Osteoporotic compression fractures are a common occurrence in the geriatric population, leading to disability and great social burden1–3. Although most compression fractures can be managed conservatively, some cause intolerable symptoms and require surgical treatment4,5. Percutaneous vertebroplasty and kyphoplasty have been used to treat symptomatic osteoporotic compression fractures worldwide, and have demonstrated satisfactory results6–8. Although the procedure provides good clinical outcomes, the risk of cement leakage is constantly an important concern9,10. Studies have reported that the risk of cement leakage is underestimated, and was higher than we have observed on radiographic examination9. Although most leakages are asymptomatic, some can lead to devastating complications, such as neurologic injury and pulmonary embolism11. Therefore, surgeons put great effort into identifying risk factors and reducing the occurrence of cement leakage. In earlier research, factors including fracture patterns, surgical technique, injury duration, and cement viscosity, were identified to be factors affecting cement leakage12–14. Recently, vertebroplasty using high-viscosity cement was used to treat osteoporotic compression fractures. This type of cement has a shorter liquid phase, and was claimed to be more predictable during injection, thus reducing the risk of cement leakage15–18. However, the effectiveness of high-viscosity cement is not well understood and there is a lack of data regarding long-term outcomes. The distribution of the cement inside the vertebral body is of additional concern. The cement cannot penetrate into the cancellous bone and medullary canal as effectively as the cement of lower viscosity19,20. Uneven distribution and filling of the cement may lead to poorer biomechanical strength21–24, and may increase subsequent adjacent segment collapse. There are few researches reporting the kyphotic angle change and adjacent segment fractures in literature review.

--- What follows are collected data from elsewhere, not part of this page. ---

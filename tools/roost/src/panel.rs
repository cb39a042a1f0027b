//! Event-dispatch layer: owns the only [`ModeCell`] and announces every
//! resolved mode through the injected [`EventSink`].

use crate::call_log::{CallLog, CallLogBook};
use crate::config::AppConfig;
use crate::dispatch::EventSink;
use crate::fsm::{ModeCell, ModeChange};
use crate::hotkeys::{event_for_key, ToolbarState};
use crate::logging::append_run_log;
use crate::protocol::{PickedElement, RuntimeEvent};
use crate::sources::{select_source, Source};
use crate::steps::{Step, StepSnapshot, StepView};
use crate::types::{Intent, Mode, PanelView, StepOrigin};
use crossterm::event::KeyCode;
use serde_json::json;
use std::borrow::Cow;
use std::sync::Arc;

#[derive(Debug, Clone, PartialEq, Eq, Default)]
pub struct LocatorEditor {
    pub selector: String,
    pub aria_snapshot: Option<String>,
    pub focus_on_change: Option<bool>,
}

pub struct RecorderPanel {
    sink: Arc<dyn EventSink>,
    mode: ModeCell,
    paused: bool,
    sources: Vec<Source>,
    selected_file: Option<String>,
    running_file: Option<String>,
    call_log: CallLogBook,
    locator: LocatorEditor,
    recording_name: String,
    view: PanelView,
    step_origin: StepOrigin,
    banner_visible: bool,
    banner_error: Option<CallLog>,
    snapshot: StepSnapshot,
}

impl RecorderPanel {
    pub fn new(sink: Arc<dyn EventSink>, cfg: &AppConfig) -> Self {
        Self {
            sink,
            mode: ModeCell::default(),
            paused: false,
            sources: Vec::new(),
            selected_file: None,
            running_file: None,
            call_log: CallLogBook::default(),
            locator: LocatorEditor {
                focus_on_change: Some(true),
                ..LocatorEditor::default()
            },
            recording_name: cfg.panel.recording_name.clone(),
            view: cfg.panel.view,
            step_origin: cfg.steps.origin,
            banner_visible: false,
            banner_error: None,
            snapshot: StepSnapshot::capture(""),
        }
    }

    pub fn mode(&self) -> Mode {
        self.mode.mode()
    }

    pub fn paused(&self) -> bool {
        self.paused
    }

    pub fn locator(&self) -> &LocatorEditor {
        &self.locator
    }

    pub fn recording_name(&self) -> &str {
        &self.recording_name
    }

    pub fn set_recording_name(&mut self, name: impl Into<String>) {
        self.recording_name = name.into();
    }

    pub fn view(&self) -> PanelView {
        self.view
    }

    pub fn toggle_view(&mut self) -> PanelView {
        self.view = self.view.toggled();
        self.view
    }

    pub fn toolbar(&self) -> ToolbarState {
        ToolbarState::for_panel(
            self.mode(),
            self.paused,
            !self.current_source().text.is_empty(),
        )
    }

    pub fn apply(&mut self, intent: Intent) -> ModeChange {
        let change = self.mode.apply(intent);
        if change.should_announce() {
            append_run_log(
                "info",
                "panel.mode.announced",
                json!({
                    "intent": intent.as_str(),
                    "from": change.from.as_str(),
                    "to": change.to.as_str(),
                }),
            );
            self.announce(RuntimeEvent::SetMode { mode: change.to });
        }
        change
    }

    pub fn record(&mut self) -> Mode {
        self.apply(Intent::ToggleRecord).to
    }

    pub fn inspect(&mut self) -> Mode {
        self.apply(Intent::ToggleInspect).to
    }

    pub fn assert_text(&mut self) -> Mode {
        self.apply(Intent::ToggleAssertText).to
    }

    pub fn assert_visibility(&mut self) -> Mode {
        self.apply(Intent::ToggleAssertVisibility).to
    }

    pub fn assert_value(&mut self) -> Mode {
        self.apply(Intent::ToggleAssertValue).to
    }

    pub fn element_picked(&mut self, picked: PickedElement) -> Mode {
        append_run_log(
            "debug",
            "panel.element.picked",
            json!({
                "selector": picked.selector,
                "user_gesture": picked.user_gesture,
                "mode": self.mode().as_str(),
            }),
        );
        self.locator = LocatorEditor {
            selector: picked.selector,
            aria_snapshot: picked.aria_snapshot,
            focus_on_change: Some(picked.user_gesture),
        };
        self.apply(Intent::ElementPicked {
            user_gesture: picked.user_gesture,
        })
        .to
    }

    pub fn locator_edited(&mut self, selector: &str) -> Mode {
        let change = self.apply(Intent::EditLocator);
        self.locator.selector = selector.to_string();
        self.announce(RuntimeEvent::HighlightRequested {
            selector: selector.to_string(),
        });
        change.to
    }

    pub fn key_pressed(&mut self, key: KeyCode) -> Option<RuntimeEvent> {
        let event = event_for_key(key, self.paused)?;
        self.announce(event.clone());
        Some(event)
    }

    pub fn resume(&mut self) {
        self.announce(RuntimeEvent::Resume);
    }

    pub fn pause(&mut self) {
        self.announce(RuntimeEvent::Pause);
    }

    pub fn step(&mut self) {
        self.announce(RuntimeEvent::Step);
    }

    pub fn clear(&mut self) {
        self.call_log.clear();
        self.sync_banner();
        self.announce(RuntimeEvent::Clear);
    }

    pub fn select_file(&mut self, file: &str) {
        self.selected_file = Some(file.to_string());
        self.refresh_steps();
        self.announce(RuntimeEvent::FileChanged {
            file: file.to_string(),
        });
    }

    pub fn set_running_file(&mut self, file: Option<String>) {
        self.running_file = file;
        self.refresh_steps();
    }

    pub fn set_paused(&mut self, paused: bool) {
        self.paused = paused;
    }

    pub fn update_sources(&mut self, sources: Vec<Source>) {
        self.sources = sources;
        self.refresh_steps();
    }

    pub fn update_call_log(&mut self, record: CallLog) {
        self.call_log.upsert(record);
        self.sync_banner();
    }

    pub fn replace_call_log(&mut self, book: CallLogBook) {
        self.call_log = book;
        self.sync_banner();
    }

    pub fn error_banner(&self) -> Option<String> {
        if !self.banner_visible {
            return None;
        }
        self.call_log.error_message()
    }

    pub fn dismiss_error(&mut self) {
        self.banner_visible = false;
    }

    pub fn resume_from_error(&mut self) -> Mode {
        self.banner_visible = false;
        self.apply(Intent::ResumeFromError).to
    }

    pub fn current_source(&self) -> Cow<'_, Source> {
        select_source(
            &self.sources,
            self.selected_file.as_deref(),
            self.running_file.as_deref(),
        )
    }

    pub fn source_steps(&self) -> &[Step] {
        &self.snapshot.steps
    }

    pub fn step_fingerprint(&self) -> &str {
        &self.snapshot.fingerprint
    }

    /// Source-derived unless the config selects the call log.
    pub fn display_steps(&self) -> Vec<StepView> {
        match self.step_origin {
            StepOrigin::Source => self
                .snapshot
                .steps
                .iter()
                .cloned()
                .map(StepView::SourceLine)
                .collect(),
            StepOrigin::CallLog => self.call_log.steps(),
        }
    }

    pub fn settle_dispatches(&self) -> usize {
        let failures = self.sink.settle();
        for failure in &failures {
            log_dispatch_failure(failure);
        }
        failures.len()
    }

    /// A dismissed banner stays hidden until the first error record changes.
    fn sync_banner(&mut self) {
        let current = self.call_log.first_error().cloned();
        if current != self.banner_error {
            self.banner_visible = current.is_some();
            self.banner_error = current;
        }
    }

    fn refresh_steps(&mut self) {
        let snapshot = {
            let source = self.current_source();
            if self.snapshot.is_current_for(&source.text) {
                return;
            }
            let snapshot = StepSnapshot::capture(&source.text);
            append_run_log(
                "debug",
                "panel.steps.extracted",
                json!({
                    "source_id": source.id,
                    "text_len": source.text.len(),
                    "steps": snapshot.steps.len(),
                }),
            );
            snapshot
        };
        self.snapshot = snapshot;
    }

    fn announce(&self, event: RuntimeEvent) {
        let name = event.name();
        match self.sink.dispatch(event) {
            Ok(()) => append_run_log("debug", "panel.event.dispatched", json!({ "event": name })),
            Err(error) => log_dispatch_failure(&error),
        }
    }
}

fn log_dispatch_failure(error: &crate::errors::RoostError) {
    append_run_log(
        "warn",
        "panel.dispatch.failed",
        json!({ "error": error.to_string() }),
    );
}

In the previous study we described the use of a novel differential pressure technique as a driving force to lead a "low viscosity" bone cement flowing through the vertebral fracture site. Our results showed that a significant decrease in bone cement leakage can be achieved25. In this study, we aimed to compare the risk of the cement leakage rate, radiographic outcome and rate of adjacent segment fracture between vertebroplasty with high-viscosity cement and decompressed kyphoplasty with low-viscosity cement.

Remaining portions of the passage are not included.